Interactive Multimedia Training
Maurice Stephan Michel Knoll, Kai Uwe Koehrmann, Peter Alken.
Deutsches Arzteblatt/PraxisComputer 4/2002.


Advances in urology necessitate continuing instruction and education. The URO-MENTOR enables realistic training of urological methods. The repeatability of the manipulations and the functions analysis guarantee a quality of education of the highest level.

In order to accomplish safe and effective diagnostic and therapeutic endourologic methods, urologists require intensive training and long, practical experience. New developments are now available for treating special areas of application, such as upper urinary tract infections.

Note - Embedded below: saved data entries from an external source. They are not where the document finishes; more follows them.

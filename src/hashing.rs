//! Canonical BLAKE3 content hashing for deterministic module identity.
//!
//! Strategy:
//! 1. Convert a value -> `serde_json::Value`
//! 2. Recursively convert to `CanonicalValue` with `BTreeMap` ordering
//! 3. Serialize `CanonicalValue` -> bytes
//! 4. BLAKE3 hash the bytes
//!
//! Composite hashes (context hashes, type fingerprints) interleave a `\0`
//! separator between components so that adjacent fields cannot collide by
//! concatenation.

use std::collections::BTreeMap;
use std::fmt;

use serde::{Deserialize, Serialize};

use crate::errors::EngineResult;

/// A finalized 256-bit content hash.
#[derive(Clone, Copy, PartialEq, Eq, PartialOrd, Ord, Hash, Serialize, Deserialize)]
pub struct HashValue([u8; 32]);

impl HashValue {
    /// The all-zero hash. Transparent and empty inputs contribute this value
    /// to a context hash.
    pub const ZERO: HashValue = HashValue([0u8; 32]);

    pub fn as_bytes(&self) -> &[u8; 32] {
        &self.0
    }

    /// Lowercase hex rendering, used as the cache key form.
    pub fn to_hex(&self) -> String {
        let mut out = String::with_capacity(64);
        for byte in self.0 {
            out.push_str(&format!("{byte:02x}"));
        }
        out
    }

    /// Parse the 64-char hex form back into a hash.
    pub fn from_hex(hex: &str) -> Option<Self> {
        if hex.len() != 64 {
            return None;
        }
        let mut bytes = [0u8; 32];
        for (idx, chunk) in hex.as_bytes().chunks(2).enumerate() {
            let text = std::str::from_utf8(chunk).ok()?;
            bytes[idx] = u8::from_str_radix(text, 16).ok()?;
        }
        Some(HashValue(bytes))
    }
}

impl From<[u8; 32]> for HashValue {
    fn from(bytes: [u8; 32]) -> Self {
        HashValue(bytes)
    }
}

impl fmt::Debug for HashValue {
    fn fmt(&self, f: &mut fmt::Formatter<'_>) -> fmt::Result {
        write!(f, "HashValue({})", self.to_hex())
    }
}

impl fmt::Display for HashValue {
    fn fmt(&self, f: &mut fmt::Formatter<'_>) -> fmt::Result {
        f.write_str(&self.to_hex())
    }
}

/// Incremental hasher over primitive and composite values.
///
/// Wraps a BLAKE3 hasher. Strings and hash components are fed with a trailing
/// `\0` separator; serializable values are fed through their canonical JSON
/// byte form so logically-equal values hash equally regardless of in-memory
/// field order.
pub struct ContextHasher {
    inner: blake3::Hasher,
}

impl ContextHasher {
    pub fn new() -> Self {
        ContextHasher {
            inner: blake3::Hasher::new(),
        }
    }

    pub fn update_bytes(&mut self, bytes: &[u8]) {
        self.inner.update(bytes);
        self.inner.update(b"\0");
    }

    pub fn update_str(&mut self, s: &str) {
        self.update_bytes(s.as_bytes());
    }

    pub fn update_hash(&mut self, hash: &HashValue) {
        self.update_bytes(hash.as_bytes());
    }

    /// Feed a serializable value through its canonical byte form.
    ///
    /// # Errors
    ///
    /// Returns *backend-io* if the value refuses JSON serialization
    /// (e.g. a non-finite float).
    pub fn update_value<T: Serialize + ?Sized>(&mut self, value: &T) -> EngineResult<()> {
        let bytes = canonical_bytes(value)?;
        self.update_bytes(&bytes);
        Ok(())
    }

    pub fn finish(self) -> HashValue {
        HashValue(*self.inner.finalize().as_bytes())
    }
}

impl Default for ContextHasher {
    fn default() -> Self {
        Self::new()
    }
}

/// Canonical value representation with sorted object keys.
#[derive(Debug, Clone, Serialize, Deserialize)]
#[serde(untagged)]
enum CanonicalValue {
    Null,
    Bool(bool),
    Number(serde_json::Number),
    String(String),
    Array(Vec<CanonicalValue>),
    Object(BTreeMap<String, CanonicalValue>),
}

/// Recursively canonicalize a JSON value to ensure deterministic ordering.
fn canonicalize_value(value: serde_json::Value) -> CanonicalValue {
    match value {
        serde_json::Value::Null => CanonicalValue::Null,
        serde_json::Value::Bool(b) => CanonicalValue::Bool(b),
        serde_json::Value::Number(n) => CanonicalValue::Number(n),
        serde_json::Value::String(s) => CanonicalValue::String(s),
        serde_json::Value::Array(arr) => {
            CanonicalValue::Array(arr.into_iter().map(canonicalize_value).collect())
        }
        serde_json::Value::Object(obj) => {
            let mut canonical_map = BTreeMap::new();
            for (k, v) in obj {
                canonical_map.insert(k, canonicalize_value(v));
            }
            CanonicalValue::Object(canonical_map)
        }
    }
}

/// Canonical byte representation of a serializable value (compact JSON,
/// object keys sorted).
pub fn canonical_bytes<T: Serialize + ?Sized>(value: &T) -> EngineResult<Vec<u8>> {
    let json_value = serde_json::to_value(value)?;
    let canonical = canonicalize_value(json_value);
    Ok(serde_json::to_vec(&canonical)?)
}

/// Hash a single storable value to its content hash.
///
/// Top-level mutability is invisible here: the hash covers the payload only,
/// never the storage discipline holding it.
pub fn hash_object<T: Serialize + ?Sized>(value: &T) -> EngineResult<HashValue> {
    let mut hasher = ContextHasher::new();
    hasher.update_value(value)?;
    Ok(hasher.finish())
}

/// Stable fingerprint for a registered type, derived from its name.
///
/// Fingerprints key the on-disk `uuid/` directory and the codec registry's
/// persistent lookups; they survive process restarts where `TypeId` does not.
pub fn type_fingerprint(type_name: &str) -> HashValue {
    let mut hasher = ContextHasher::new();
    hasher.update_str("sciflow.type");
    hasher.update_str(type_name);
    hasher.finish()
}

#[cfg(test)]
mod tests {
    use super::*;
    use std::collections::HashMap;

    #[test]
    fn hash_is_deterministic() {
        let a = hash_object(&42i32).unwrap();
        let b = hash_object(&42i32).unwrap();
        assert_eq!(a, b);
        assert_ne!(a, hash_object(&43i32).unwrap());
    }

    #[test]
    fn map_hash_ignores_insertion_order() {
        let mut forward = HashMap::new();
        forward.insert("a".to_string(), 1);
        forward.insert("b".to_string(), 2);
        let mut reverse = HashMap::new();
        reverse.insert("b".to_string(), 2);
        reverse.insert("a".to_string(), 1);
        assert_eq!(
            hash_object(&forward).unwrap(),
            hash_object(&reverse).unwrap()
        );
    }

    #[test]
    fn separator_prevents_concatenation_collisions() {
        let mut h1 = ContextHasher::new();
        h1.update_str("ab");
        h1.update_str("c");
        let mut h2 = ContextHasher::new();
        h2.update_str("a");
        h2.update_str("bc");
        assert_ne!(h1.finish(), h2.finish());
    }

    #[test]
    fn zero_hash_renders_as_hex() {
        assert_eq!(HashValue::ZERO.to_hex(), "0".repeat(64));
    }

    #[test]
    fn fingerprint_distinguishes_types() {
        assert_ne!(type_fingerprint("i32"), type_fingerprint("i64"));
    }
}
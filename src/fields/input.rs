//! Input field descriptor.
//!
//! A `ModuleInput` carries a declared type, metadata, domain checks, and at
//! most one bound value. Values may be stored only after the type is
//! declared, and every stored value must pass every registered check.

use std::any::TypeId;
use std::collections::BTreeSet;
use std::fmt;
use std::sync::Arc;

use crate::any::{short_type_name, AnyField, FieldPayload};
use crate::errors::{EngineError, EngineResult};
use crate::fields::bounds::{BoundsCheck, ErasedCheck};
use crate::fields::DeclaredType;
use crate::hashing::{ContextHasher, HashValue};

/// Typed, named input slot with metadata, checks, and value state.
#[derive(Clone, Debug)]
pub struct ModuleInput {
    declared: Option<DeclaredType>,
    description: Option<String>,
    value: Option<AnyField>,
    checks: Vec<ErasedCheck>,
    optional: bool,
    transparent: bool,
}

impl ModuleInput {
    pub fn new() -> Self {
        ModuleInput {
            declared: None,
            description: None,
            value: None,
            checks: Vec::new(),
            optional: false,
            transparent: false,
        }
    }

    fn declare<T: FieldPayload>(&mut self, shared: bool) {
        let declared = DeclaredType::of::<T>(shared);
        // Checks registered against a previously-declared type cannot apply
        // to the new one.
        if self.declared.as_ref().map(|d| d.type_id) != Some(declared.type_id) {
            self.checks.clear();
        } else {
            self.checks
                .retain(|check| !check.label().starts_with("Type == "));
        }
        self.checks
            .insert(0, ErasedCheck::type_check::<T>(&declared.short_name()));
        self.declared = Some(declared);
    }

    /// Declare the input's type as a by-value `T`. Re-declaring the same type
    /// is a no-op; changing the type of an input that already holds a value
    /// is a *bad-type* error.
    pub fn set_type<T: FieldPayload>(&mut self) -> EngineResult<&mut Self> {
        self.set_type_impl::<T>(false)
    }

    /// Declare the input's type as a shared (const-reference) `T`: bound
    /// values are stored by shared ownership instead of being copied.
    pub fn set_type_shared<T: FieldPayload>(&mut self) -> EngineResult<&mut Self> {
        self.set_type_impl::<T>(true)
    }

    fn set_type_impl<T: FieldPayload>(&mut self, shared: bool) -> EngineResult<&mut Self> {
        if let Some(declared) = &self.declared {
            if declared.type_id == TypeId::of::<T>() && declared.shared == shared {
                return Ok(self);
            }
            if self.value.is_some() {
                return Err(EngineError::BadType {
                    expected: declared.short_name(),
                    actual: short_type_name(std::any::type_name::<T>()),
                });
            }
        }
        self.declare::<T>(shared);
        Ok(self)
    }

    /// Builder form of [`set_type`](Self::set_type). Replaces any prior
    /// declaration and drops a previously-stored value.
    pub fn with_type<T: FieldPayload>(mut self) -> Self {
        self.value = None;
        self.declare::<T>(false);
        self
    }

    /// Builder form of [`set_type_shared`](Self::set_type_shared).
    pub fn with_type_shared<T: FieldPayload>(mut self) -> Self {
        self.value = None;
        self.declare::<T>(true);
        self
    }

    pub fn set_description(&mut self, description: impl Into<String>) -> &mut Self {
        self.description = Some(description.into());
        self
    }

    pub fn with_description(mut self, description: impl Into<String>) -> Self {
        self.description = Some(description.into());
        self
    }

    /// Builder form of [`change`](Self::change). The default must satisfy
    /// the declared type and every check already registered.
    pub fn with_default<T: FieldPayload>(mut self, value: T) -> Self {
        self.change(value)
            .expect("default value must satisfy the declared type and checks");
        self
    }

    /// Builder form of [`add_check`](Self::add_check).
    pub fn with_check<T: FieldPayload>(mut self, check: BoundsCheck<T>) -> Self {
        self.add_check(check)
            .expect("check must accept the declared type and any stored default");
        self
    }

    pub fn optional(mut self) -> Self {
        self.optional = true;
        self
    }

    pub fn transparent(mut self) -> Self {
        self.transparent = true;
        self
    }

    pub fn make_optional(&mut self) -> &mut Self {
        self.optional = true;
        self
    }

    pub fn make_required(&mut self) -> &mut Self {
        self.optional = false;
        self
    }

    pub fn make_transparent(&mut self) -> &mut Self {
        self.transparent = true;
        self
    }

    pub fn make_opaque(&mut self) -> &mut Self {
        self.transparent = false;
        self
    }

    /// Bind a value.
    ///
    /// # Errors
    ///
    /// * *not-ready* — no type has been declared yet.
    /// * *bad-type* — `T` is not the declared type.
    /// * *out-of-domain* — a registered check rejects the value.
    pub fn change<T: FieldPayload>(&mut self, value: T) -> EngineResult<()> {
        let declared = self.assert_declared::<T>()?;
        let field = if declared.shared {
            AnyField::shared(Arc::new(value))
        } else {
            AnyField::new_const(value)
        };
        self.store(field)
    }

    /// Bind an already-shared value without copying it. A by-value
    /// declaration copies the payload out of the handle.
    pub fn change_shared<T: FieldPayload + Clone>(&mut self, value: Arc<T>) -> EngineResult<()> {
        let declared = self.assert_declared::<T>()?;
        let field = if declared.shared {
            AnyField::shared(value)
        } else {
            AnyField::new_const((*value).clone())
        };
        self.store(field)
    }

    /// Bind a pre-erased value (the wrap path of property types).
    pub(crate) fn change_any(&mut self, field: AnyField) -> EngineResult<()> {
        let declared = self.declared.as_ref().ok_or_else(undeclared_error)?;
        if declared.type_id != field.type_id() {
            return Err(EngineError::BadType {
                expected: declared.short_name(),
                actual: field.short_type_name(),
            });
        }
        self.store(field)
    }

    fn assert_declared<T: FieldPayload>(&self) -> EngineResult<&DeclaredType> {
        let declared = self.declared.as_ref().ok_or_else(undeclared_error)?;
        if declared.type_id != TypeId::of::<T>() {
            return Err(EngineError::BadType {
                expected: declared.short_name(),
                actual: short_type_name(std::any::type_name::<T>()),
            });
        }
        Ok(declared)
    }

    fn store(&mut self, field: AnyField) -> EngineResult<()> {
        for check in &self.checks {
            if !check.passes(field.payload_ref()) {
                return Err(EngineError::OutOfDomain {
                    field: String::new(),
                    check: check.label().to_string(),
                });
            }
        }
        self.value = Some(field);
        Ok(())
    }

    /// Register a domain check. If the input currently holds a value, the
    /// value must satisfy the check or the registration fails immediately.
    pub fn add_check<T: FieldPayload>(&mut self, check: BoundsCheck<T>) -> EngineResult<()> {
        if let Some(declared) = &self.declared {
            if declared.type_id != TypeId::of::<T>() {
                return Err(EngineError::BadType {
                    expected: declared.short_name(),
                    actual: short_type_name(std::any::type_name::<T>()),
                });
            }
        }
        let erased = ErasedCheck::from_typed(check);
        if let Some(value) = &self.value {
            if !erased.passes(value.payload_ref()) {
                return Err(EngineError::OutOfDomain {
                    field: String::new(),
                    check: erased.label().to_string(),
                });
            }
        }
        self.checks.push(erased);
        Ok(())
    }

    /// Copy the bound value out as a `T`.
    pub fn value<T: Clone + 'static>(&self) -> EngineResult<T> {
        self.field()?.value::<T>()
    }

    /// Borrow the bound value.
    pub fn get<T: 'static>(&self) -> EngineResult<&T> {
        self.field()?.get::<T>()
    }

    fn field(&self) -> EngineResult<&AnyField> {
        self.value.as_ref().ok_or_else(|| {
            EngineError::NotFound("input holds no value".to_string())
        })
    }

    pub fn has_value(&self) -> bool {
        self.value.is_some()
    }

    /// Ready to run: optional, or a value is bound.
    pub fn ready(&self) -> bool {
        self.optional || self.value.is_some()
    }

    pub fn is_optional(&self) -> bool {
        self.optional
    }

    pub fn is_transparent(&self) -> bool {
        self.transparent
    }

    pub fn description(&self) -> Option<&str> {
        self.description.as_deref()
    }

    pub fn has_type(&self) -> bool {
        self.declared.is_some()
    }

    pub fn declared_type_name(&self) -> Option<String> {
        self.declared.as_ref().map(|d| d.short_name())
    }

    pub(crate) fn declared_type_id(&self) -> Option<TypeId> {
        self.declared.as_ref().map(|d| d.type_id)
    }

    /// Human-readable labels of every registered check, in registration
    /// order.
    pub fn check_labels(&self) -> Vec<&str> {
        self.checks.iter().map(|check| check.label()).collect()
    }

    pub(crate) fn any_field(&self) -> Option<&AnyField> {
        self.value.as_ref()
    }

    /// Contribute to a context hash: opaque bound inputs contribute their
    /// value's hash, transparent and empty inputs contribute the zero hash.
    pub fn hash(&self, hasher: &mut ContextHasher) -> EngineResult<()> {
        match (&self.value, self.transparent) {
            (Some(value), false) => value.hash(hasher),
            _ => {
                hasher.update_hash(&HashValue::ZERO);
                Ok(())
            }
        }
    }
}

fn undeclared_error() -> EngineError {
    EngineError::NotReady {
        missing_inputs: vec!["(type not declared)".to_string()],
        unbound_submods: Vec::new(),
    }
}

impl Default for ModuleInput {
    fn default() -> Self {
        Self::new()
    }
}

impl PartialEq for ModuleInput {
    /// Structural equality over declared type, value, description, flags,
    /// and the *set* of check labels.
    fn eq(&self, other: &Self) -> bool {
        let self_labels: BTreeSet<_> = self.checks.iter().map(|c| c.label()).collect();
        let other_labels: BTreeSet<_> = other.checks.iter().map(|c| c.label()).collect();
        self.declared.as_ref().map(|d| (d.type_id, d.shared))
            == other.declared.as_ref().map(|d| (d.type_id, d.shared))
            && self.value == other.value
            && self.description == other.description
            && self.optional == other.optional
            && self.transparent == other.transparent
            && self_labels == other_labels
    }
}

impl fmt::Display for ModuleInput {
    fn fmt(&self, f: &mut fmt::Formatter<'_>) -> fmt::Result {
        match &self.value {
            Some(value) => write!(f, "{value}"),
            None => f.write_str("<unset>"),
        }
    }
}
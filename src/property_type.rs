//! Property types: declarative input/result contracts.
//!
//! A property type names an ordered sequence of typed input fields and an
//! ordered sequence of typed result fields. It is the contract between a
//! caller holding positional values and the engine's named field maps:
//! `wrap_inputs` packs positional arguments into a named map, and
//! `unwrap_results` reads a named map back out positionally. Pairing always
//! follows the property type's declared key sequence, so the target map may
//! carry additional fields beyond the contract.
//!
//! A derived property type extends another by listing the parent's fields
//! first in its own `inputs()`/`results()`; there is no separate derivation
//! machinery.

use std::any::TypeId;

use crate::any::{short_type_name, FieldPayload};
use crate::errors::{EngineError, EngineResult};
use crate::fields::{FieldTuple, InputMap, ModuleInput, ModuleResult, ResultMap};

/// Identity of a property type: runtime type identifier plus name.
#[derive(Debug, Clone, Copy)]
pub struct PtKey {
    id: TypeId,
    name: &'static str,
}

impl PtKey {
    pub fn of<PT: 'static>() -> Self {
        PtKey {
            id: TypeId::of::<PT>(),
            name: std::any::type_name::<PT>(),
        }
    }

    pub fn id(&self) -> TypeId {
        self.id
    }

    pub fn name(&self) -> &'static str {
        self.name
    }

    pub fn short_name(&self) -> String {
        short_type_name(self.name)
    }
}

impl PartialEq for PtKey {
    fn eq(&self, other: &Self) -> bool {
        self.id == other.id
    }
}

impl Eq for PtKey {}

/// A statically-declared module contract.
///
/// `Inputs` and `Results` are the positional tuple forms of the declared
/// field sequences; `inputs()` and `results()` instantiate the declarative
/// descriptors (keys, types, defaults, checks, metadata).
pub trait PropertyType: 'static {
    type Inputs: FieldPack;
    type Results: FieldPack;

    fn inputs() -> FieldTuple<ModuleInput>;

    fn results() -> FieldTuple<ModuleResult>;

    fn key() -> PtKey
    where
        Self: Sized,
    {
        PtKey::of::<Self>()
    }
}

/// Positional packing/unpacking of a value tuple against ordered field maps.
///
/// Implemented for tuples up to eight storable elements. The i-th tuple
/// element pairs with the i-th key of the `keys` sequence.
pub trait FieldPack: Sized {
    const ARITY: usize;

    fn wrap_inputs(self, map: &mut InputMap, keys: &[String]) -> EngineResult<()>;

    fn unwrap_inputs(map: &InputMap, keys: &[String]) -> EngineResult<Self>;

    fn wrap_results(self, map: &mut ResultMap, keys: &[String]) -> EngineResult<()>;

    fn unwrap_results(map: &ResultMap, keys: &[String]) -> EngineResult<Self>;
}

fn check_arity(expected: usize, actual: usize) -> EngineResult<()> {
    if expected != actual {
        return Err(EngineError::ArityMismatch { expected, actual });
    }
    Ok(())
}

fn bind_input<T: FieldPayload>(map: &mut InputMap, key: &str, value: T) -> EngineResult<()> {
    map.at_mut(key)?
        .change(value)
        .map_err(|err| err.with_field(key))
}

fn read_input<T: Clone + 'static>(map: &InputMap, key: &str) -> EngineResult<T> {
    map.at(key)?.value::<T>()
}

fn bind_result<T: FieldPayload>(map: &mut ResultMap, key: &str, value: T) -> EngineResult<()> {
    map.at_mut(key)?.change(value)
}

fn read_result<T: Clone + 'static>(map: &ResultMap, key: &str) -> EngineResult<T> {
    map.at(key)?.value::<T>()
}

macro_rules! count_tys {
    () => { 0usize };
    ($head:ident $($tail:ident)*) => { 1usize + count_tys!($($tail)*) };
}

macro_rules! impl_field_pack {
    ($($ty:ident => $idx:tt),*) => {
        impl<$($ty,)*> FieldPack for ($($ty,)*)
        where
            $($ty: FieldPayload + Clone,)*
        {
            const ARITY: usize = count_tys!($($ty)*);

            fn wrap_inputs(self, map: &mut InputMap, keys: &[String]) -> EngineResult<()> {
                check_arity(keys.len(), Self::ARITY)?;
                $(bind_input(map, &keys[$idx], self.$idx)?;)*
                Ok(())
            }

            fn unwrap_inputs(map: &InputMap, keys: &[String]) -> EngineResult<Self> {
                check_arity(keys.len(), Self::ARITY)?;
                Ok(($(read_input::<$ty>(map, &keys[$idx])?,)*))
            }

            fn wrap_results(self, map: &mut ResultMap, keys: &[String]) -> EngineResult<()> {
                check_arity(keys.len(), Self::ARITY)?;
                $(bind_result(map, &keys[$idx], self.$idx)?;)*
                Ok(())
            }

            fn unwrap_results(map: &ResultMap, keys: &[String]) -> EngineResult<Self> {
                check_arity(keys.len(), Self::ARITY)?;
                Ok(($(read_result::<$ty>(map, &keys[$idx])?,)*))
            }
        }
    };
}

impl FieldPack for () {
    const ARITY: usize = 0;

    fn wrap_inputs(self, _map: &mut InputMap, keys: &[String]) -> EngineResult<()> {
        check_arity(keys.len(), 0)
    }

    fn unwrap_inputs(_map: &InputMap, keys: &[String]) -> EngineResult<Self> {
        check_arity(keys.len(), 0)
    }

    fn wrap_results(self, _map: &mut ResultMap, keys: &[String]) -> EngineResult<()> {
        check_arity(keys.len(), 0)
    }

    fn unwrap_results(_map: &ResultMap, keys: &[String]) -> EngineResult<Self> {
        check_arity(keys.len(), 0)
    }
}

impl_field_pack!(A => 0);
impl_field_pack!(A => 0, B => 1);
impl_field_pack!(A => 0, B => 1, C => 2);
impl_field_pack!(A => 0, B => 1, C => 2, D => 3);
impl_field_pack!(A => 0, B => 1, C => 2, D => 3, E => 4);
impl_field_pack!(A => 0, B => 1, C => 2, D => 3, E => 4, F => 5);
impl_field_pack!(A => 0, B => 1, C => 2, D => 3, E => 4, F => 5, G => 6);
impl_field_pack!(A => 0, B => 1, C => 2, D => 3, E => 4, F => 5, G => 6, H => 7);

fn input_keys<PT: PropertyType>() -> Vec<String> {
    PT::inputs().keys().map(str::to_string).collect()
}

fn result_keys<PT: PropertyType>() -> Vec<String> {
    PT::results().keys().map(str::to_string).collect()
}

/// Pack positional arguments into a fresh copy of `PT`'s declared input map.
///
/// # Errors
///
/// *arity* when the tuple width differs from the declared field count;
/// *bad-type* / *out-of-domain* when an argument fails its field's contract.
pub fn wrap_inputs<PT: PropertyType>(args: PT::Inputs) -> EngineResult<InputMap> {
    wrap_inputs_into::<PT>(PT::inputs().into_map(), args)
}

/// Pack positional arguments into an existing input map. The map must
/// declare every key of `PT`'s input sequence; extra fields are untouched.
pub fn wrap_inputs_into<PT: PropertyType>(
    mut map: InputMap,
    args: PT::Inputs,
) -> EngineResult<InputMap> {
    args.wrap_inputs(&mut map, &input_keys::<PT>())?;
    Ok(map)
}

/// Read `PT`'s declared keys out of an input map, in declared order.
pub fn unwrap_inputs<PT: PropertyType>(map: &InputMap) -> EngineResult<PT::Inputs> {
    PT::Inputs::unwrap_inputs(map, &input_keys::<PT>())
}

/// Pack positional result values into a result map under `PT`'s declared
/// keys.
pub fn wrap_results<PT: PropertyType>(
    mut map: ResultMap,
    values: PT::Results,
) -> EngineResult<ResultMap> {
    values.wrap_results(&mut map, &result_keys::<PT>())?;
    Ok(map)
}

/// Read `PT`'s declared result keys back into positional form.
pub fn unwrap_results<PT: PropertyType>(map: &ResultMap) -> EngineResult<PT::Results> {
    PT::Results::unwrap_results(map, &result_keys::<PT>())
}
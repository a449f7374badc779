use serde::{Deserialize, Serialize};
use std::fmt;
use std::str::FromStr;

use crate::color::StickerColor;

pub const STICKERS_PER_FACE: usize = 9;
pub const STICKER_COUNT: usize = STICKERS_PER_FACE * 6;
/// Slot 4 of the row-major 3x3 grid. Centers never move on a real cube.
pub const CENTER_INDEX: usize = 4;

/// Faces in the order the solver wire format uses: U R F D L B.
#[derive(Debug, Clone, Copy, PartialEq, Eq, Hash, PartialOrd, Ord, Serialize, Deserialize)]
pub enum Face {
    Up,
    Right,
    Front,
    Down,
    Left,
    Back,
}

impl Face {
    pub const ALL: [Face; 6] = [
        Face::Up,
        Face::Right,
        Face::Front,
        Face::Down,
        Face::Left,
        Face::Back,
    ];

    pub fn letter(self) -> char {
        match self {
            Face::Up => 'U',
            Face::Right => 'R',
            Face::Front => 'F',
            Face::Down => 'D',
            Face::Left => 'L',
            Face::Back => 'B',
        }
    }

    pub fn from_letter(c: char) -> Option<Self> {
        match c {
            'U' => Some(Face::Up),
            'R' => Some(Face::Right),
            'F' => Some(Face::Front),
            'D' => Some(Face::Down),
            'L' => Some(Face::Left),
            'B' => Some(Face::Back),
            _ => None,
        }
    }

    pub fn name(self) -> &'static str {
        match self {
            Face::Up => "Up",
            Face::Right => "Right",
            Face::Front => "Front",
            Face::Down => "Down",
            Face::Left => "Left",
            Face::Back => "Back",
        }
    }

    pub fn home_color(self) -> StickerColor {
        match self {
            Face::Up => StickerColor::White,
            Face::Right => StickerColor::Red,
            Face::Front => StickerColor::Green,
            Face::Down => StickerColor::Yellow,
            Face::Left => StickerColor::Orange,
            Face::Back => StickerColor::Blue,
        }
    }

    pub(crate) fn index(self) -> usize {
        self as usize
    }
}

impl fmt::Display for Face {
    fn fmt(&self, f: &mut fmt::Formatter<'_>) -> fmt::Result {
        f.write_str(self.name())
    }
}

impl FromStr for Face {
    type Err = String;

    fn from_str(s: &str) -> Result<Self, Self::Err> {
        let trimmed = s.trim();
        let mut chars = trimmed.chars();
        if let (Some(c), None) = (chars.next(), chars.next()) {
            return Self::from_letter(c.to_ascii_uppercase()).ok_or_else(|| format!("unknown face '{}'", s));
        }
        Self::ALL
            .into_iter()
            .find(|face| face.name().eq_ignore_ascii_case(trimmed))
            .ok_or_else(|| format!("unknown face '{}'", s))
    }
}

Advances in 3-D technology enable computer-based realization of such a simulator. Previous simulators were not appropriate for other endoscopic procedures than transurethral prostatic resection. A demonstration in “real-time” and tactile feedback were not implemented. The goal of the creator was to develop a simulator that enables the recreation of cystoscopy and ureteroendoscopy.

Material and Methods
Collaboration with Simbionix resulted in the development of a simulator based on an Intel Pentium computer. The core programming language is C++ and is responsible for the visualization engine SVE, which enables both a simulation in “real-time”, as well as compatibility with Microsoft’s DirectX and OpenGL-Platform.

Deliverables
The URO MENTOR enables the simulation of cystoscopic and ureterorendoscopic procedures with both rigid and flexible instruments.
{This section also mentions the following advantages:

  • Making endoscopic and X-ray inspections in “real-time”
  • Enabling simulation of retrograde injection of the contrast agent through the body cavity
  • Allowing the user to become familiar with a great number of endourologic instruments
  • Providing the opportunity to become familiar with the endourological instruments required in a clinic in a realistic manner, such as:
    • Cystoscopy
    • Retrograde pyelogram
    • Insertion of the lead wire under x-ray observation
    • Insertion of a tool next to or over the lead wire
    • Stone disintegration with various lithotripter probes
    • Insertion of stents.

Therefore, it is possible to simulate a very diverse number of realistic clinical cases, producing a performance analysis. This includes relevant parameters to enable training assessment and improvements. This offers much more information than an instructor in the clinic could provide or produce. During the training sessions, experienced and prospective endourolgists confirm that the URO MENTOR represents images of procedures in “real-time” with a great degree of realism. The system is well-suited for didactic purposes, as well as for learning more difficult endourologic processes. Through the training, participants admit that the system provides great advantages over previous training tools, cadavers and silicon models. Experienced urologists confirm that they are better equipped to manage complications during urological procedures after the training.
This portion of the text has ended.